- Records for processing -
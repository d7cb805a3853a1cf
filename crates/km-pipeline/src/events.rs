//! Callback hooks a build reports progress through, and can be aborted
//! from (spec.md §4.8).

/// Per-message hooks invoked during [`crate::build_index`]. Each returns
/// `true` to continue, `false` to abort the run gracefully.
///
/// Default implementations always continue, so callers only override the
/// hooks they care about (e.g. a progress bar only needs
/// `on_message_started`; a caller enforcing a deadline only needs to
/// return `false` once it's exceeded).
pub trait IndexingEventHandlers: Send + Sync {
    /// Called before any work begins on `message_ordinal`.
    fn on_message_started(&self, message_ordinal: usize) -> bool {
        let _ = message_ordinal;
        true
    }

    /// Called once knowledge extraction for `message_ordinal` has run.
    /// `success` is `false` only when LLM extraction was attempted and
    /// failed after retries; intrinsic knowledge is indexed either way.
    fn on_knowledge_extracted(&self, message_ordinal: usize, success: bool) -> bool {
        let _ = (message_ordinal, success);
        true
    }

    /// Called after a batch of embeddings has been computed and written
    /// to the message-text and fuzzy related-terms indexes, with the
    /// ordinal of the last message the batch covered.
    fn on_embeddings_created(&self, last_message_ordinal: usize) -> bool {
        let _ = last_message_ordinal;
        true
    }

    /// Called immediately after [`Self::on_embeddings_created`], once the
    /// batch's rows are visible to lookups.
    fn on_text_indexed(&self, last_message_ordinal: usize) -> bool {
        let _ = last_message_ordinal;
        true
    }
}

/// A handler set that never aborts — the default for callers with no
/// interest in progress reporting or cancellation.
#[derive(Debug, Clone, Copy, Default)]
pub struct NullEventHandlers;

impl IndexingEventHandlers for NullEventHandlers {}
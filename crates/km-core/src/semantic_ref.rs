//! `SemanticRef`: a piece of extracted knowledge anchored to a text range.

use serde::{Deserialize, Serialize};

use crate::knowledge::Knowledge;
use crate::text_range::TextRange;

/// One extracted fact, anchored to the message text it came from.
///
/// `semantic_ref_ordinal` is this ref's own position in the conversation's
/// semantic-ref collection, assigned at append time and never reused.
#[derive(Debug, Clone, PartialEq, Serialize, Deserialize)]
#[serde(rename_all = "camelCase")]
pub struct SemanticRef {
    pub semantic_ref_ordinal: usize,
    pub range: TextRange,
    pub knowledge: Knowledge,
}

impl SemanticRef {
    pub fn new(semantic_ref_ordinal: usize, range: TextRange, knowledge: Knowledge) -> Self {
        Self { semantic_ref_ordinal, range, knowledge }
    }
}

#[cfg(test)]
mod tests {
    use super::*;
    use crate::knowledge::Tag;
    use crate::text_range::TextLocation;

    #[test]
    fn carries_its_own_ordinal() {
        let sr = SemanticRef::new(
            7,
            TextRange::for_message(2),
            Knowledge::Tag(Tag { text: "funny".to_string() }),
        );
        assert_eq!(sr.semantic_ref_ordinal, 7);
        assert!(sr.range.contains(&TextLocation::new(2)));
    }
}
//! Errors raised by knowledge extraction clients.

use thiserror::Error;

#[derive(Error, Debug, Clone, PartialEq)]
pub enum ExtractionError {
    #[error("extraction request failed: {0}")]
    RequestFailed(String),

    #[error("extraction request timed out after {0:?}")]
    Timeout(std::time::Duration),

    #[error("could not parse extraction response as knowledge: {0}")]
    MalformedResponse(String),

    #[error("extracted knowledge failed validation: {0}")]
    Validation(#[from] km_core::ValidationError),
}
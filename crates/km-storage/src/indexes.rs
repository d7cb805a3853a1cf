//! Async trait seams for the six secondary indexes. `km-storage-memory`
//! implements these as thin wrappers around the synchronous `km-index`
//! structures; `km-storage-sqlite` implements them as SQL queries. Both
//! providers are generic over these traits, so pipeline and façade code
//! never need to know which backend they're talking to.

use async_trait::async_trait;
use km_core::{ScoredMessage, ScoredSemanticRef, Term, Thread};
use km_index::{DateRange, PropertyName, ScoredThreadIndex, TimestampedTextRange};

use crate::error::StorageError;

#[async_trait]
pub trait TermIndexProvider: Send + Sync {
    async fn add_term(&self, term: &str, ordinal: usize, score: Option<f64>) -> Result<(), StorageError>;
    async fn remove_term(&self, term: &str, ordinal: usize) -> Result<(), StorageError>;
    async fn lookup_term(&self, term: &str) -> Result<Vec<ScoredSemanticRef>, StorageError>;
    async fn get_terms(&self) -> Result<Vec<String>, StorageError>;
    async fn size(&self) -> Result<usize, StorageError>;
    async fn clear(&self) -> Result<(), StorageError>;
}

#[async_trait]
pub trait PropertyIndexProvider: Send + Sync {
    async fn add_property(&self, name: PropertyName, value: &str, ordinal: usize) -> Result<(), StorageError>;
    async fn remove_property(&self, name: PropertyName, value: &str, ordinal: usize) -> Result<(), StorageError>;
    async fn remove_all_for_semref(&self, ordinal: usize) -> Result<(), StorageError>;
    async fn lookup_property(&self, name: PropertyName, value: &str) -> Result<Option<Vec<ScoredSemanticRef>>, StorageError>;
    async fn size(&self) -> Result<usize, StorageError>;
    async fn clear(&self) -> Result<(), StorageError>;
}

#[async_trait]
pub trait TimestampIndexProvider: Send + Sync {
    async fn add_timestamp(&self, message_ordinal: usize, timestamp: &str) -> Result<(), StorageError>;
    async fn lookup_range(&self, range: DateRange) -> Result<Vec<TimestampedTextRange>, StorageError>;
    async fn size(&self) -> Result<usize, StorageError>;
    async fn clear(&self) -> Result<(), StorageError>;
}

#[async_trait]
pub trait MessageTextIndexProvider: Send + Sync {
    async fn add_messages_starting_at(&self, start_ordinal: usize, messages: &[km_core::Message]) -> Result<(), StorageError>;
    async fn lookup_messages(&self, text: &str, max_matches: usize, threshold: f64) -> Result<Vec<ScoredMessage>, StorageError>;
    async fn lookup_messages_in_subset(
        &self,
        text: &str,
        subset: &[usize],
        max_matches: usize,
        threshold: f64,
    ) -> Result<Vec<ScoredMessage>, StorageError>;
    async fn size(&self) -> Result<usize, StorageError>;
    async fn is_empty(&self) -> Result<bool, StorageError>;
}

#[async_trait]
pub trait RelatedTermsIndexProvider: Send + Sync {
    async fn add_related_term(&self, term: &str, related: Vec<Term>) -> Result<(), StorageError>;
    async fn lookup_aliases(&self, term: &str) -> Result<Option<Vec<Term>>, StorageError>;
    async fn add_fuzzy_terms(&self, terms: &[String]) -> Result<(), StorageError>;
    async fn lookup_related(&self, term: &str, max_hits: usize, threshold: f64) -> Result<Vec<Term>, StorageError>;
    /// `(alias count, fuzzy term count)`.
    async fn size(&self) -> Result<(usize, usize), StorageError>;
}

#[async_trait]
pub trait ThreadIndexProvider: Send + Sync {
    async fn add_thread(&self, thread: Thread) -> Result<usize, StorageError>;
    async fn lookup_thread(&self, description: &str, max_matches: usize, threshold: f64) -> Result<Option<Vec<ScoredThreadIndex>>, StorageError>;
    async fn size(&self) -> Result<usize, StorageError>;
}
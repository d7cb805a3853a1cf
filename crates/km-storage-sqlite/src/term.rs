//! `TermIndexProvider` over the `TermIndex` table.

use async_trait::async_trait;
use km_core::ScoredSemanticRef;
use km_index::normalize_term_text;
use km_storage::{StorageError, TermIndexProvider};
use sqlx::{Row, SqlitePool};

pub struct SqliteTermIndex {
    pool: SqlitePool,
}

impl SqliteTermIndex {
    pub fn new(pool: SqlitePool) -> Self {
        Self { pool }
    }
}

#[async_trait]
impl TermIndexProvider for SqliteTermIndex {
    async fn add_term(&self, term: &str, ordinal: usize, score: Option<f64>) -> Result<(), StorageError> {
        let key = normalize_term_text(term);
        if key.is_empty() {
            return Ok(());
        }
        sqlx::query(
            "INSERT INTO TermIndex (term, sem_ref_id, score) VALUES (?1, ?2, ?3)
             ON CONFLICT(term, sem_ref_id) DO UPDATE SET score = COALESCE(excluded.score, TermIndex.score)",
        )
        .bind(key)
        .bind(ordinal as i64)
        .bind(score)
        .execute(&self.pool)
        .await
        .map_err(|e| StorageError::Backend(e.to_string()))?;
        Ok(())
    }

    async fn remove_term(&self, term: &str, ordinal: usize) -> Result<(), StorageError> {
        sqlx::query("DELETE FROM TermIndex WHERE term = ?1 AND sem_ref_id = ?2")
            .bind(normalize_term_text(term))
            .bind(ordinal as i64)
            .execute(&self.pool)
            .await
            .map_err(|e| StorageError::Backend(e.to_string()))?;
        Ok(())
    }

    /// Mirrors `km_index::TermToSemanticRefIndex::lookup_term`'s scoring
    /// rule for provider parity: if any posting carries an explicit
    /// score the whole list sorts by score descending (unscored postings
    /// treated as `0.0`); otherwise every posting reports `1.0` in
    /// insertion order.
    async fn lookup_term(&self, term: &str) -> Result<Vec<ScoredSemanticRef>, StorageError> {
        let rows = sqlx::query("SELECT sem_ref_id, score FROM TermIndex WHERE term = ?1 ORDER BY rowid")
            .bind(normalize_term_text(term))
            .fetch_all(&self.pool)
            .await
            .map_err(|e| StorageError::Backend(e.to_string()))?;
        let raw: Vec<(i64, Option<f64>)> = rows
            .into_iter()
            .map(|row| {
                let sem_ref_id: i64 = row.try_get("sem_ref_id").map_err(|e| StorageError::Backend(e.to_string()))?;
                let score: Option<f64> = row.try_get("score").map_err(|e| StorageError::Backend(e.to_string()))?;
                Ok::<_, StorageError>((sem_ref_id, score))
            })
            .collect::<Result<_, _>>()?;
        let any_scored = raw.iter().any(|(_, score)| score.is_some());
        if any_scored {
            let mut scored: Vec<ScoredSemanticRef> =
                raw.into_iter().map(|(id, score)| ScoredSemanticRef { semantic_ref_ordinal: id as usize, score: score.unwrap_or(0.0) }).collect();
            scored.sort_by(|a, b| b.score.partial_cmp(&a.score).unwrap_or(std::cmp::Ordering::Equal));
            Ok(scored)
        } else {
            Ok(raw.into_iter().map(|(id, _)| ScoredSemanticRef { semantic_ref_ordinal: id as usize, score: 1.0 }).collect())
        }
    }

    async fn get_terms(&self) -> Result<Vec<String>, StorageError> {
        let rows =
            sqlx::query("SELECT DISTINCT term FROM TermIndex").fetch_all(&self.pool).await.map_err(|e| StorageError::Backend(e.to_string()))?;
        rows.into_iter().map(|row| row.try_get::<String, _>("term").map_err(|e| StorageError::Backend(e.to_string()))).collect()
    }

    async fn size(&self) -> Result<usize, StorageError> {
        let row =
            sqlx::query("SELECT COUNT(*) AS n FROM TermIndex").fetch_one(&self.pool).await.map_err(|e| StorageError::Backend(e.to_string()))?;
        let n: i64 = row.try_get("n").map_err(|e| StorageError::Backend(e.to_string()))?;
        Ok(n as usize)
    }

    async fn clear(&self) -> Result<(), StorageError> {
        sqlx::query("DELETE FROM TermIndex").execute(&self.pool).await.map_err(|e| StorageError::Backend(e.to_string()))?;
        Ok(())
    }
}
//! The indexing pipeline: turns a conversation's raw messages into
//! semantic refs and keeps the six secondary indexes in sync with them,
//! either in one pass over a fresh conversation or incrementally as new
//! messages are appended (spec.md §4.8).
//!
//! This crate owns no storage of its own; it drives a
//! [`km_storage::StorageProvider`] and, optionally, a
//! [`km_llm::LlmClient`], writing through the async trait seams both
//! crates expose so it never needs to know which backend it's talking to.

pub mod error;
pub mod events;
pub mod indexer;
pub mod results;
pub mod settings;

pub use error::IndexingError;
pub use events::{IndexingEventHandlers, NullEventHandlers};
pub use indexer::build_index;
pub use results::{IndexingResults, SecondaryIndexResults, SubResult};
pub use settings::PipelineSettings;
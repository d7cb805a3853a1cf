//! The six secondary indexes over a conversation's semantic refs and
//! messages: term postings, property postings, timestamp ranges, the
//! message-text embedding index, related terms (aliases + fuzzy), and
//! conversation threads.
//!
//! None of these indexes own a conversation; they're built and kept in
//! sync by `km-pipeline` and persisted by `km-storage`.

pub mod error;
pub mod message_text;
pub mod property;
pub mod related_terms;
pub mod term;
pub mod term_contributions;
pub mod term_text;
pub mod thread_index;
pub mod timestamp;

pub use error::DeserializationError;
pub use message_text::{MessageTextIndex, MessageTextIndexData};
pub use property::{entity_properties, action_properties, tag_properties, make_property_term_text, split_property_term_text, PropertyIndex, PropertyName};
pub use related_terms::{AliasData, AliasesIndex, FuzzyIndex, RelatedTermsIndex};
pub use term::{SemanticIndexData, TermToSemanticRefIndex};
pub use term_contributions::{action_terms, entity_terms, tag_terms, topic_terms};
pub use term_text::normalize_term_text;
pub use thread_index::{ScoredThreadIndex, ThreadIndex};
pub use timestamp::{DateRange, TimestampError, TimestampToTextRangeIndex, TimestampedTextRange};
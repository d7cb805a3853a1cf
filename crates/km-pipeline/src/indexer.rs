//! The single-pass indexing build (spec.md §4.8): derive knowledge for
//! each message in ordinal order, turn it into semantic refs, populate
//! the term/property/timestamp indexes eagerly, and flush embeddings in
//! batches to the message-text and fuzzy related-terms indexes.

use std::collections::HashSet;

use km_core::{Knowledge, KnowledgeResponse, KnowledgeSource, Message, SemanticRef, Tag, TextLocation, TextRange};
use km_index::{action_properties, action_terms, entity_properties, entity_terms, tag_properties, tag_terms, topic_terms};
use km_llm::{with_retry, LlmClient};
use km_storage::{MessageTextIndexProvider, RelatedTermsIndexProvider, StorageProvider};

use crate::error::IndexingError;
use crate::events::IndexingEventHandlers;
use crate::results::IndexingResults;
use crate::settings::PipelineSettings;

/// The range a message's knowledge is anchored to: every chunk of the
/// message, addressed `[(message_ordinal, 0), (message_ordinal,
/// chunk_count))` per spec.md §4.8 step 3.
fn message_range(message: &Message, message_ordinal: usize) -> TextRange {
    let chunk_count = message.text_chunks().len();
    TextRange::new(TextLocation::at_chunk(message_ordinal, 0), Some(TextLocation::at_chunk(message_ordinal, chunk_count)))
}

/// Runs (or resumes) a build over `provider`'s message collection,
/// processing every message with ordinal `>= start_ordinal`. Pass the
/// previous run's [`IndexingResults::indexed_upto`] back in as
/// `start_ordinal` to extend an existing index incrementally; pass `0`
/// to build from scratch.
///
/// `llm_client` is consulted only when `settings.auto_extract_knowledge`
/// is set; a `None` client with the flag set simply skips LLM extraction
/// for every message, falling back to intrinsic knowledge alone.
pub async fn build_index(
    provider: &dyn StorageProvider,
    llm_client: Option<&dyn LlmClient>,
    settings: &PipelineSettings,
    start_ordinal: usize,
    handlers: &dyn IndexingEventHandlers,
) -> Result<IndexingResults, IndexingError> {
    let messages = provider.get_message_collection();
    let semantic_refs = provider.get_semantic_ref_collection();
    let term_index = provider.get_term_index();
    let property_index = provider.get_property_index();
    let timestamp_index = provider.get_timestamp_index();
    let message_text_index = provider.get_message_text_index();
    let related_terms_index = provider.get_related_terms_index();

    let total = messages.size().await?;
    let mut results = IndexingResults { indexed_upto: start_ordinal, ..Default::default() };

    let mut pending_start: Option<usize> = None;
    let mut pending_messages: Vec<Message> = Vec::new();
    let mut pending_terms: HashSet<String> = HashSet::new();

    for ordinal in start_ordinal..total {
        if !handlers.on_message_started(ordinal) {
            break;
        }
        let Some(message) = messages.get_item(ordinal).await? else {
            continue;
        };

        let intrinsic = message.get_knowledge().unwrap_or_default();
        let mut extraction_attempted = false;
        let mut extraction_ok = true;
        let extracted = if let (true, Some(llm)) = (settings.auto_extract_knowledge, llm_client) {
            extraction_attempted = true;
            let text = message.full_text();
            match with_retry(|| llm.extract_knowledge(&text)).await {
                Ok(response) => response,
                Err(e) => {
                    extraction_ok = false;
                    results.semantic_refs.error = Some(e.to_string());
                    KnowledgeResponse::default()
                }
            }
        } else {
            KnowledgeResponse::default()
        };

        if extraction_attempted && !handlers.on_knowledge_extracted(ordinal, extraction_ok) {
            break;
        }

        let range = message_range(&message, ordinal);
        let mut new_terms = Vec::new();

        for entity in intrinsic.entities.iter().chain(extracted.entities.iter()) {
            let sr_ordinal = semantic_refs.append(SemanticRef::new(0, range, Knowledge::Entity(entity.clone()))).await?;
            for term in entity_terms(entity) {
                term_index.add_term(&term, sr_ordinal, None).await?;
                new_terms.push(term);
            }
            for (name, value) in entity_properties(entity) {
                property_index.add_property(name, &value, sr_ordinal).await?;
            }
            results.semantic_refs.number_completed += 1;
            results.secondary_index_results.properties.number_completed += 1;
        }

        for action in intrinsic
            .actions
            .iter()
            .chain(extracted.actions.iter())
            .chain(intrinsic.inverse_actions.iter())
            .chain(extracted.inverse_actions.iter())
        {
            let sr_ordinal = semantic_refs.append(SemanticRef::new(0, range, Knowledge::Action(action.clone()))).await?;
            for term in action_terms(action) {
                term_index.add_term(&term, sr_ordinal, None).await?;
                new_terms.push(term);
            }
            for (name, value) in action_properties(action) {
                property_index.add_property(name, &value, sr_ordinal).await?;
            }
            results.semantic_refs.number_completed += 1;
            results.secondary_index_results.properties.number_completed += 1;
        }

        for topic in intrinsic.topics.iter().chain(extracted.topics.iter()) {
            let sr_ordinal = semantic_refs.append(SemanticRef::new(0, range, Knowledge::Topic(topic.clone()))).await?;
            for term in topic_terms(topic) {
                term_index.add_term(&term, sr_ordinal, None).await?;
                new_terms.push(term);
            }
            results.semantic_refs.number_completed += 1;
        }

        for tag_text in &message.tags {
            let tag = Tag { text: tag_text.clone() };
            let sr_ordinal = semantic_refs.append(SemanticRef::new(0, range, Knowledge::Tag(tag.clone()))).await?;
            for term in tag_terms(&tag) {
                term_index.add_term(&term, sr_ordinal, None).await?;
                new_terms.push(term);
            }
            for (name, value) in tag_properties(&tag) {
                property_index.add_property(name, &value, sr_ordinal).await?;
            }
            results.semantic_refs.number_completed += 1;
            results.secondary_index_results.properties.number_completed += 1;
        }

        if let Some(timestamp) = &message.timestamp {
            timestamp_index.add_timestamp(ordinal, timestamp).await?;
            results.secondary_index_results.timestamps.number_completed += 1;
        }

        if pending_start.is_none() {
            pending_start = Some(ordinal);
        }
        pending_messages.push(message);
        pending_terms.extend(new_terms);

        if pending_messages.len() >= settings.embedding_batch_size {
            flush_pending(message_text_index.as_ref(), related_terms_index.as_ref(), &mut pending_start, &mut pending_messages, &mut pending_terms, &mut results)
                .await?;
            let last = results.indexed_upto.saturating_sub(1);
            if !handlers.on_embeddings_created(last) || !handlers.on_text_indexed(last) {
                return Ok(results);
            }
        }
    }

    flush_pending(message_text_index.as_ref(), related_terms_index.as_ref(), &mut pending_start, &mut pending_messages, &mut pending_terms, &mut results).await?;

    Ok(results)
}

/// Flushes whatever has accumulated since the last flush: embeds every
/// pending message's chunks into the message-text index and every newly
/// seen term into the fuzzy related-terms index, then advances
/// `results.indexed_upto` past them. A no-op when nothing is pending —
/// safe to call unconditionally at every exit point so a message's
/// semantic refs, term/property/timestamp postings and its embeddings
/// are never left split across the "indexed upto" mark.
async fn flush_pending(
    message_text_index: &dyn MessageTextIndexProvider,
    related_terms_index: &dyn RelatedTermsIndexProvider,
    pending_start: &mut Option<usize>,
    pending_messages: &mut Vec<Message>,
    pending_terms: &mut HashSet<String>,
    results: &mut IndexingResults,
) -> Result<(), IndexingError> {
    let Some(start) = pending_start.take() else {
        return Ok(());
    };
    let batch = std::mem::take(pending_messages);
    let terms: Vec<String> = pending_terms.drain().collect();

    with_retry(|| message_text_index.add_messages_starting_at(start, &batch)).await?;
    results.secondary_index_results.message.number_completed += batch.iter().map(|m| m.text_chunks.len()).sum::<usize>();

    if !terms.is_empty() {
        with_retry(|| related_terms_index.add_fuzzy_terms(&terms)).await?;
        results.secondary_index_results.related_terms.number_completed += terms.len();
    }

    results.indexed_upto = start + batch.len();
    Ok(())
}

#[cfg(test)]
mod tests {
    use super::*;
    use crate::events::NullEventHandlers;
    use km_core::{Action, ConcreteEntity, VerbTense, NONE_ENTITY_NAME};
    use km_embedding::DeterministicTestEmbeddingClient;
    use km_llm::DeterministicTestLlmClient;
    use km_storage_memory::InMemoryStorageProvider;
    use std::sync::Arc;

    fn provider() -> InMemoryStorageProvider {
        InMemoryStorageProvider::new(Arc::new(DeterministicTestEmbeddingClient::default()))
    }

    fn settings(batch_size: usize) -> PipelineSettings {
        PipelineSettings { auto_extract_knowledge: false, embedding_batch_size: batch_size }
    }

    #[tokio::test]
    async fn intrinsic_only_message_produces_ordered_semantic_refs() {
        let provider = provider();
        let knowledge = KnowledgeResponse {
            entities: vec![
                ConcreteEntity::new("Alice", vec!["person".to_string()]).unwrap(),
                ConcreteEntity::new("Bob", vec!["person".to_string()]).unwrap(),
            ],
            actions: vec![Action::new(vec!["say".to_string()], VerbTense::Present, "Alice", "Bob", NONE_ENTITY_NAME).unwrap()],
            inverse_actions: Vec::new(),
            topics: Vec::new(),
        };
        let message = Message::new(vec!["hello".to_string()]).unwrap().with_knowledge(knowledge);
        provider.get_message_collection().append(message).await.unwrap();

        let results = build_index(&provider, None, &settings(16), 0, &NullEventHandlers).await.unwrap();

        assert_eq!(results.semantic_refs.number_completed, 3);
        assert_eq!(results.indexed_upto, 1);
        let alice = provider.get_term_index().lookup_term("alice").await.unwrap();
        assert_eq!(alice.len(), 1);
        assert_eq!(provider.get_semantic_ref_collection().get_item(0).await.unwrap().unwrap().semantic_ref_ordinal, 0);
        assert!(matches!(provider.get_semantic_ref_collection().get_item(2).await.unwrap().unwrap().knowledge, Knowledge::Action(_)));
    }

    #[tokio::test]
    async fn llm_extraction_merges_with_intrinsic_knowledge() {
        let provider = provider();
        let message = Message::new(vec!["Carol visited".to_string()]).unwrap();
        provider.get_message_collection().append(message).await.unwrap();
        let llm = DeterministicTestLlmClient::new();

        let results = build_index(&provider, Some(&llm), &settings(16), 0, &NullEventHandlers).await.unwrap();

        assert!(results.semantic_refs.number_completed >= 2);
        let carol = provider.get_term_index().lookup_term("carol").await.unwrap();
        assert_eq!(carol.len(), 1);
    }

    #[tokio::test]
    async fn timestamp_is_indexed_when_present() {
        let provider = provider();
        let message = Message::new(vec!["hi".to_string()]).unwrap().with_timestamp("2025-01-01T00:00:00Z");
        provider.get_message_collection().append(message).await.unwrap();

        build_index(&provider, None, &settings(16), 0, &NullEventHandlers).await.unwrap();

        assert_eq!(provider.get_timestamp_index().size().await.unwrap(), 1);
    }

    #[tokio::test]
    async fn embeddings_flush_at_batch_boundary_and_at_end() {
        let provider = provider();
        for i in 0..3 {
            provider.get_message_collection().append(Message::new(vec![format!("message {i}")]).unwrap()).await.unwrap();
        }

        let results = build_index(&provider, None, &settings(2), 0, &NullEventHandlers).await.unwrap();

        assert_eq!(results.indexed_upto, 3);
        assert_eq!(provider.get_message_text_index().size().await.unwrap(), 3);
    }

    #[tokio::test]
    async fn incremental_rebuild_extends_prior_ordinals() {
        let provider = provider();
        for i in 0..3 {
            provider.get_message_collection().append(Message::new(vec![format!("msg {i}")]).unwrap()).await.unwrap();
        }
        let first = build_index(&provider, None, &settings(16), 0, &NullEventHandlers).await.unwrap();
        assert_eq!(first.indexed_upto, 3);

        for i in 3..5 {
            provider.get_message_collection().append(Message::new(vec![format!("msg {i}")]).unwrap()).await.unwrap();
        }
        let second = build_index(&provider, None, &settings(16), first.indexed_upto, &NullEventHandlers).await.unwrap();

        assert_eq!(second.indexed_upto, 5);
        assert_eq!(provider.get_message_text_index().size().await.unwrap(), 5);
    }

    struct AbortAfterFirstMessage;
    impl IndexingEventHandlers for AbortAfterFirstMessage {
        fn on_message_started(&self, message_ordinal: usize) -> bool {
            message_ordinal == 0
        }
    }

    #[tokio::test]
    async fn aborting_mid_run_leaves_indexed_upto_consistent_with_committed_rows() {
        let provider = provider();
        for i in 0..3 {
            provider.get_message_collection().append(Message::new(vec![format!("msg {i}")]).unwrap()).await.unwrap();
        }

        let results = build_index(&provider, None, &settings(16), 0, &AbortAfterFirstMessage).await.unwrap();

        assert_eq!(results.indexed_upto, 1);
        assert_eq!(provider.get_message_text_index().size().await.unwrap(), 1);
        assert_eq!(provider.get_semantic_ref_collection().size().await.unwrap(), 0);
    }
}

- Work order -
Look through the entries above and report each line where the string "DELETE" occurs.

- Solution for this exercise -
        sqlx::query("DELETE FROM TermIndex WHERE term = ?1 AND sem_ref_id = ?2")
        sqlx::query("DELETE FROM TermIndex").execute(&self.pool).await.map_err(|e| StorageError::Backend(e.to_string()))?;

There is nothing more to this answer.